Citation: 2023 FC 707

Ottawa, Ontario, May 19, 2023

PRESENT: Madam Justice Walker

BETWEEN:

HARKIRAT SINGH BASRA

Applicant

And

THE MINISTER OF IMMIGRATION, REFUGEES AND CITIZENSHIP

Respondent

JUDGMENT AND REASONS

[1] The Applicant is a citizen of India who fears persecution as a gay man should he return to his country of origin. He seeks judicial review of an April 13, 2022 decision of the Refugee Appeal Division (RAD) confirming the refusal of his refugee claim by the Refugee Protection Division (RPD). The RAD found that the Applicant has a viable internal flight alternative (IFA) in Mumbai and concluded that he is neither a Convention refugee nor a person in need of protection under sections 96 and 97(1) of the Immigration and Refugee Protection Act, SC 2001, c 27 (IRPA).

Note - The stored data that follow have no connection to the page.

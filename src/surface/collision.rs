//! Collision shape derived from the surface mesh
//!
//! The same vertex and triangle arrays the renderer gets, reinterpreted as a
//! triangle soup for hit-testing. A surface never edits a collision mesh in
//! place; each rebuild hands out a new one and drops the old.

use crate::math::{Ray, Vec3, ray_triangle_intersect};
use super::mesh::SurfaceMesh;

/// Result of a successful raycast
#[derive(Debug, Clone, Copy, PartialEq)]
pub struct RayHit {
    /// Distance along the ray
    pub distance: f32,
    /// Hit position, in the mesh's own space
    pub point: Vec3,
    /// Index of the triangle that was hit
    pub triangle: usize,
}

/// Triangle soup with a bounding box for early rejection
#[derive(Debug, Clone, PartialEq)]
pub struct CollisionMesh {
    vertices: Vec<Vec3>,
    triangles: Vec<[u32; 3]>,
    min: Vec3,
    max: Vec3,
}

impl CollisionMesh {
    pub fn new(vertices: Vec<Vec3>, triangles: Vec<[u32; 3]>) -> Self {
        let (min, max) = match vertices.first() {
            Some(&first) => vertices
                .iter()
                .fold((first, first), |(lo, hi), &v| (lo.min(v), hi.max(v))),
            None => (Vec3::ZERO, Vec3::ZERO),
        };
        Self {
            vertices,
            triangles,
            min,
            max,
        }
    }

    pub fn from_surface(mesh: &SurfaceMesh) -> Self {
        Self {
            vertices: mesh.vertices.clone(),
            triangles: mesh.triangle_indices().collect(),
            min: mesh.bounds.0,
            max: mesh.bounds.1,
        }
    }

    pub fn vertices(&self) -> &[Vec3] {
        &self.vertices
    }

    pub fn triangles(&self) -> &[[u32; 3]] {
        &self.triangles
    }

    pub fn bounds(&self) -> (Vec3, Vec3) {
        (self.min, self.max)
    }

    /// Nearest triangle hit within `max_distance`
    pub fn raycast(&self, ray: &Ray, max_distance: f32) -> Option<RayHit> {
        if !self.ray_hits_bounds(ray, max_distance) {
            return None;
        }

        let mut best: Option<RayHit> = None;
        for (i, tri) in self.triangles.iter().enumerate() {
            let v0 = self.vertices[tri[0] as usize];
            let v1 = self.vertices[tri[1] as usize];
            let v2 = self.vertices[tri[2] as usize];

            if let Some(t) = ray_triangle_intersect(ray.origin, ray.direction, v0, v1, v2) {
                if t <= max_distance && best.map_or(true, |b| t < b.distance) {
                    best = Some(RayHit {
                        distance: t,
                        point: ray.at(t),
                        triangle: i,
                    });
                }
            }
        }
        best
    }

    /// Slab test against the bounding box, slightly padded so flat
    /// (zero-thickness) boxes still register hits.
    fn ray_hits_bounds(&self, ray: &Ray, max_distance: f32) -> bool {
        const PAD: f32 = 1e-4;
        let origin = [ray.origin.x, ray.origin.y, ray.origin.z];
        let dir = [ray.direction.x, ray.direction.y, ray.direction.z];
        let lo = [self.min.x - PAD, self.min.y - PAD, self.min.z - PAD];
        let hi = [self.max.x + PAD, self.max.y + PAD, self.max.z + PAD];

        let mut t_min = 0.0f32;
        let mut t_max = max_distance;
        for axis in 0..3 {
            if dir[axis].abs() < 1e-12 {
                if origin[axis] < lo[axis] || origin[axis] > hi[axis] {
                    return false;
                }
                continue;
            }
            let inv = 1.0 / dir[axis];
            let mut t0 = (lo[axis] - origin[axis]) * inv;
            let mut t1 = (hi[axis] - origin[axis]) * inv;
            if t0 > t1 {
                std::mem::swap(&mut t0, &mut t1);
            }
            t_min = t_min.max(t0);
            t_max = t_max.min(t1);
            if t_min > t_max {
                return false;
            }
        }
        true
    }
}
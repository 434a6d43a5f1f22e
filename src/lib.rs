//! terradig: deformable heightfield terrain
//!
//! A square grid surface that can be dug into at any point. Each dig lowers
//! nearby cells with a linear radial falloff, then the whole mesh (normals,
//! tangents, bounds, collision shape) is regenerated and published as a new
//! immutable snapshot.
//!
//! - `math` - vectors, matrices, rays
//! - `surface` - configuration, heightmap, mesh generation, HeightfieldSurface
//! - `game` - transforms, events and the Digger that turns a ray into a dig

/// Version from Cargo.toml
pub const VERSION: &str = env!("CARGO_PKG_VERSION");

pub mod math;
pub mod surface;
pub mod game;

pub use surface::{DeformStats, DeformerConfig, HeightfieldSurface, SurfaceMesh};
pub use game::{Digger, MeshDeformer};
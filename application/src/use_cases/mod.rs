//! Use cases
//!
//! Application-level operations that orchestrate domain logic.

pub mod begin_intake;
pub mod compose_details;
pub mod submit_brief;
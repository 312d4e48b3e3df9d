//! Raw submitted values, keyed the way forms key them.

use std::collections::BTreeMap;

use serde::{Deserialize, Serialize};

/// One field's submitted value before typing.
///
/// Untagged so the JSON form is a plain string or a string array, matching
/// what form transports actually post.
#[derive(Debug, Clone, PartialEq, Eq, Serialize, Deserialize)]
#[serde(untagged)]
pub enum RawAnswer {
    Values(Vec<String>),
    Value(String),
}

impl RawAnswer {
    /// First non-blank value, regardless of variant.
    pub fn first_value(&self) -> Option<&str> {
        match self {
            RawAnswer::Value(v) => {
                let v = v.trim();
                (!v.is_empty()).then_some(v)
            }
            RawAnswer::Values(vs) => vs
                .iter()
                .map(|v| v.trim())
                .find(|v| !v.is_empty()),
        }
    }

    /// All non-blank values, in submission order.
    pub fn values(&self) -> Vec<String> {
        match self {
            RawAnswer::Value(v) => {
                let v = v.trim();
                if v.is_empty() { Vec::new() } else { vec![v.to_string()] }
            }
            RawAnswer::Values(vs) => vs
                .iter()
                .map(|v| v.trim())
                .filter(|v| !v.is_empty())
                .map(str::to_string)
                .collect(),
        }
    }
}

/// Every raw answer from one details page, `block_id -> field_id -> value`.
///
/// Mirrors the nested state object chat platforms post back. Blocks the
/// user skipped are simply absent; the extractor turns absence into `null`
/// rather than an error.
#[derive(Debug, Clone, Default, PartialEq, Eq, Serialize, Deserialize)]
#[serde(transparent)]
pub struct AnswerSheet {
    entries: BTreeMap<String, BTreeMap<String, RawAnswer>>,
}

impl AnswerSheet {
    pub fn new() -> Self {
        Self::default()
    }

    pub fn insert(
        &mut self,
        block_id: impl Into<String>,
        field_id: impl Into<String>,
        answer: RawAnswer,
    ) {
        self.entries
            .entry(block_id.into())
            .or_default()
            .insert(field_id.into(), answer);
    }

    /// Record a single string value.
    pub fn set_value(
        &mut self,
        block_id: impl Into<String>,
        field_id: impl Into<String>,
        value: impl Into<String>,
    ) {
        self.insert(block_id, field_id, RawAnswer::Value(value.into()));
    }

    /// Record a multi-choice value list.
    pub fn set_values(
        &mut self,
        block_id: impl Into<String>,
        field_id: impl Into<String>,
        values: impl IntoIterator<Item = String>,
    ) {
        self.insert(
            block_id,
            field_id,
            RawAnswer::Values(values.into_iter().collect()),
        );
    }

    pub fn get(&self, block_id: &str, field_id: &str) -> Option<&RawAnswer> {
        self.entries.get(block_id)?.get(field_id)
    }

    pub fn contains_block(&self, block_id: &str) -> bool {
        self.entries.contains_key(block_id)
    }

    pub fn is_empty(&self) -> bool {
        self.entries.is_empty()
    }
}
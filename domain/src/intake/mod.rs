//! Intake session subdomain.
//!
//! The per-questionnaire state machine and opening-form validation:
//!
//! - [`stage::IntakeStage`] - Opened → CategoriesSelected →
//!   DetailsComposed → Submitted, forward only
//! - [`draft::OpeningDraft`] - raw typed values, validated into a
//!   [`selection::Selection`] or field-keyed [`draft::FieldErrors`]
//! - [`session::IntakeSession`] - ties stage and draft together

pub mod draft;
pub mod selection;
pub mod session;
pub mod stage;

// Re-export main types
pub use draft::{DATE_FORMAT, FieldError, FieldErrors, OpeningDraft};
pub use selection::Selection;
pub use session::IntakeSession;
pub use stage::IntakeStage;
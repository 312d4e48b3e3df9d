//! Configuration file loading for briefdesk
//!
//! This module handles file I/O and merging of configuration from multiple sources.
//! The priority order (highest to lowest):
//!
//! 1. `--config <path>` specified file
//! 2. Project root: `./briefdesk.toml` or `./.briefdesk.toml`
//! 3. XDG config: `$XDG_CONFIG_HOME/briefdesk/config.toml`
//! 4. Fallback: `~/.config/briefdesk/config.toml`
//! 5. Default values

mod file_config;
mod loader;
mod validation;

pub use file_config::{
    FileArchiveConfig, FileConfig, FileIntakeConfig, FileOutputConfig, FileWebhookConfig,
};
pub use loader::ConfigLoader;
pub use validation::{ConfigIssue, ConfigIssueCode, Severity};
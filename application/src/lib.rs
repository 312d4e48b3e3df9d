//! Application layer for briefdesk
//!
//! This crate contains use cases and port definitions.
//! It depends only on the domain layer.

pub mod ports;
pub mod use_cases;

// Re-export commonly used types
pub use ports::{
    brief_sink::{BriefSink, NullSink, SinkError},
    correlation::{CorrelationStore, CorrelationToken},
    submission_log::{NoSubmissionLogger, SubmissionEvent, SubmissionLogger},
};
pub use use_cases::begin_intake::{BeginIntakeOutput, BeginIntakeUseCase};
pub use use_cases::compose_details::{ComposeDetailsUseCase, DetailsPage};
pub use use_cases::submit_brief::{
    DeliveryOutcome, SubmitBriefError, SubmitBriefOutput, SubmitBriefUseCase,
};
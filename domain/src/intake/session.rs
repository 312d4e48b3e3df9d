//! One in-flight intake.

use serde::{Deserialize, Serialize};

use super::draft::{FieldErrors, OpeningDraft};
use super::selection::Selection;
use super::stage::IntakeStage;

/// State of a single questionnaire instance.
///
/// Owns the current stage and the latest opening draft. The draft is
/// stored verbatim on every submission attempt, so a validation failure
/// re-renders with the user's values still in place.
#[derive(Debug, Clone, PartialEq, Eq, Serialize, Deserialize)]
pub struct IntakeSession {
    stage: IntakeStage,
    draft: OpeningDraft,
}

impl IntakeSession {
    pub fn new() -> Self {
        Self {
            stage: IntakeStage::Opened,
            draft: OpeningDraft::default(),
        }
    }

    pub fn stage(&self) -> IntakeStage {
        self.stage
    }

    pub fn draft(&self) -> &OpeningDraft {
        &self.draft
    }

    /// Attempt the opening submission.
    ///
    /// On success the session moves to `CategoriesSelected`. On failure
    /// it stays at `Opened` with the draft retained for re-prompting.
    /// Once past `Opened`, further calls only revalidate; the stage does
    /// not move again.
    pub fn submit_opening(&mut self, draft: OpeningDraft) -> Result<Selection, FieldErrors> {
        self.draft = draft;
        let selection = self.draft.validate()?;
        if self.stage == IntakeStage::Opened {
            self.stage = self.stage.advance();
        }
        Ok(selection)
    }

    /// Record that the details page was composed and shown.
    pub fn mark_composed(&mut self) {
        if self.stage == IntakeStage::CategoriesSelected {
            self.stage = self.stage.advance();
        }
    }

    /// Record the final submission.
    pub fn mark_submitted(&mut self) {
        if self.stage == IntakeStage::DetailsComposed {
            self.stage = self.stage.advance();
        }
    }
}

impl Default for IntakeSession {
    fn default() -> Self {
        Self::new()
    }
}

[2] For the reasons that follow, I find that the Applicant has not demonstrated that the RAD’s IFA analysis is unreasonable and will dismiss this application for judicial review.

I. Background

[3] The Applicant began a relationship with a male classmate, HS, in 2016. In April 2017, HS’s father, who is a police officer, caught them together and beat the Applicant with his baton. The Applicant was taken to the police station and released only after payment of a bribe. He alleges that the police took his fingerprints and forced him to sign a blank piece of paper.

[4] The Applicant continued his relationship with HS and both men were later expelled from school.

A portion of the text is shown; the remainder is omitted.